Rizwan Saleem

Posted on Jun 4

Building a Developer-Focused Internal Knowledge Graph to Accelerate Onboarding and Maintenance

#react #typescript #frontend #webdev

Building a Developer-Focused Internal Knowledge Graph to Accelerate Onboarding and Maintenance

Onboarding new developers and keeping a growing team aligned can feel like sentence-mining through scattered docs, wiki pages, and vague memories. A lightweight internal knowledge graph (IKG) gives you a practical, scalable way to connect people, concepts, code, and processes. It helps newcomers discover how systems actually work, surfaces ownership and dependencies, and reduces context-switching during critical tasks. This tutorial walks you through designing, implementing, and maintaining an actionable IKG tailored for developer workflows.
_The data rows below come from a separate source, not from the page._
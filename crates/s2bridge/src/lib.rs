//! # s2bridge
//!
//! Validated domain model over the game engine's wire protocol.
//!
//! Wire messages ([`s2bridge_wire`]) make every field optional and validate
//! nothing. This crate turns them into value objects that cannot be
//! malformed, and back again:
//!
//! - every entity implements [`WireCodec`] (`decode` checks, `encode` never fails);
//! - entities with several required parts have staged builders, so an
//!   incomplete value cannot be produced;
//! - ability and buff ids are resolved through an injected [`Catalog`].
//!
//! ## Quick Start
//!
//! ```rust
//! use s2bridge::prelude::*;
//!
//! let catalog = StaticCatalog::new([Ability::new(3674, "ATTACK")], []);
//! let attack = Ability::new(3674, "ATTACK");
//!
//! let command = UnitCommand::builder()
//!     .for_units([Tag(1), Tag(2)])
//!     .use_ability(attack)
//!     .target_unit(Tag(9))
//!     .build()?;
//!
//! let wire = command.encode();
//! assert_eq!(UnitCommand::decode(&wire, &catalog)?, command);
//! # Ok::<(), MappingError>(())
//! ```
//!
//! # Architecture
//!
//! ```text
//! s2bridge-wire (messages, byte codec) ─┐
//!                                        ├─→ s2bridge (entities, builders, codecs)
//! s2bridge-mapping (probe, validate,    ─┘
//!   variant, collection, lookup)
//! ```

mod action;
mod buff_data;
mod catalog;
mod codec;
mod command;
mod debug;
mod error;
mod geometry;
mod map_state;
mod observation;
mod ports;
mod response;

pub use action::{Action, ActionChat, ActionError, ActionRaw, ActionResult, ChatChannel};
pub use buff_data::BuffData;
pub use catalog::{Ability, Buff, Catalog, StaticCatalog};
pub use codec::{WireCodec, decode_bytes, encode_bytes};
pub use command::{ChooseAbility, ConfigureCommand, SelectUnits, Target, UnitCommand};
pub use debug::{
    DebugBox, DebugDraw, DebugDrawBuilder, DebugLine, DebugSphere, DebugText, TextPosition,
};
pub use error::S2BridgeError;
pub use geometry::{Color, Point, Point2d, Size2dI, Tag};
pub use map_state::{ImageData, MapState};
pub use observation::{
    ChatReceived, GameResult, Observation, ObservationRaw, PlayerCommon, PlayerResult,
};
pub use ports::{
    AddClientPorts, MultiplayerConfig, MultiplayerOptions, PortSet, SetServerPort, SetSharedPort,
};
pub use response::{
    AddObservationEvents, GameStatus, Response, ResponseKind, ResponseObservation, ResponsePing,
    SetObservation,
};

pub use s2bridge_mapping::MappingError;

/// Everything needed to build, decode, and encode entities.
pub mod prelude {
    pub use crate::{
        Ability, Action, ActionChat, ActionError, ActionRaw, ActionResult, Buff, BuffData,
        Catalog, ChatChannel, ChatReceived, Color, DebugBox, DebugDraw, DebugLine, DebugSphere,
        DebugText, GameResult, GameStatus, ImageData, MapState, MappingError, MultiplayerConfig,
        MultiplayerOptions, Observation, ObservationRaw, PlayerCommon, PlayerResult, Point,
        Point2d, PortSet, Response, ResponseKind, ResponseObservation, ResponsePing,
        S2BridgeError, Size2dI, StaticCatalog, Tag, Target, TextPosition, UnitCommand, WireCodec,
    };
}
What an internal knowledge graph is for developers

An IKG is a directed, labeled graph where nodes represent entities (people, services, components, concepts, tickets, docs) and edges represent relationships (owns, depends-on, documents, implements, reviews). Unlike a flat wiki, a graph emphasizes provenance, discoverability, and traversal. Typical benefits:

Rapid onboarding: new hires can traverse from services to responsibilities to code paths.
Improved incident response: trace a fault to the responsible owner and the implicated subsystems.
Better architecture understanding: reveal cross-team dependencies and data flows.
Documentation living in practice: link code, tests, runbooks, and diagrams.

Key principles:

Start small with high-value domains (core services, deployment pipelines, critical bugs).
Prioritize explicit ownership and versioned artifacts.
Make it searchable, navigable, and graph-visualizable.
Automate data ingestion from source of truth (code repos, issue trackers, docs). ### Step 1: Define your scope and entities

Decide what to model first. A focused scope makes the graph useful quickly.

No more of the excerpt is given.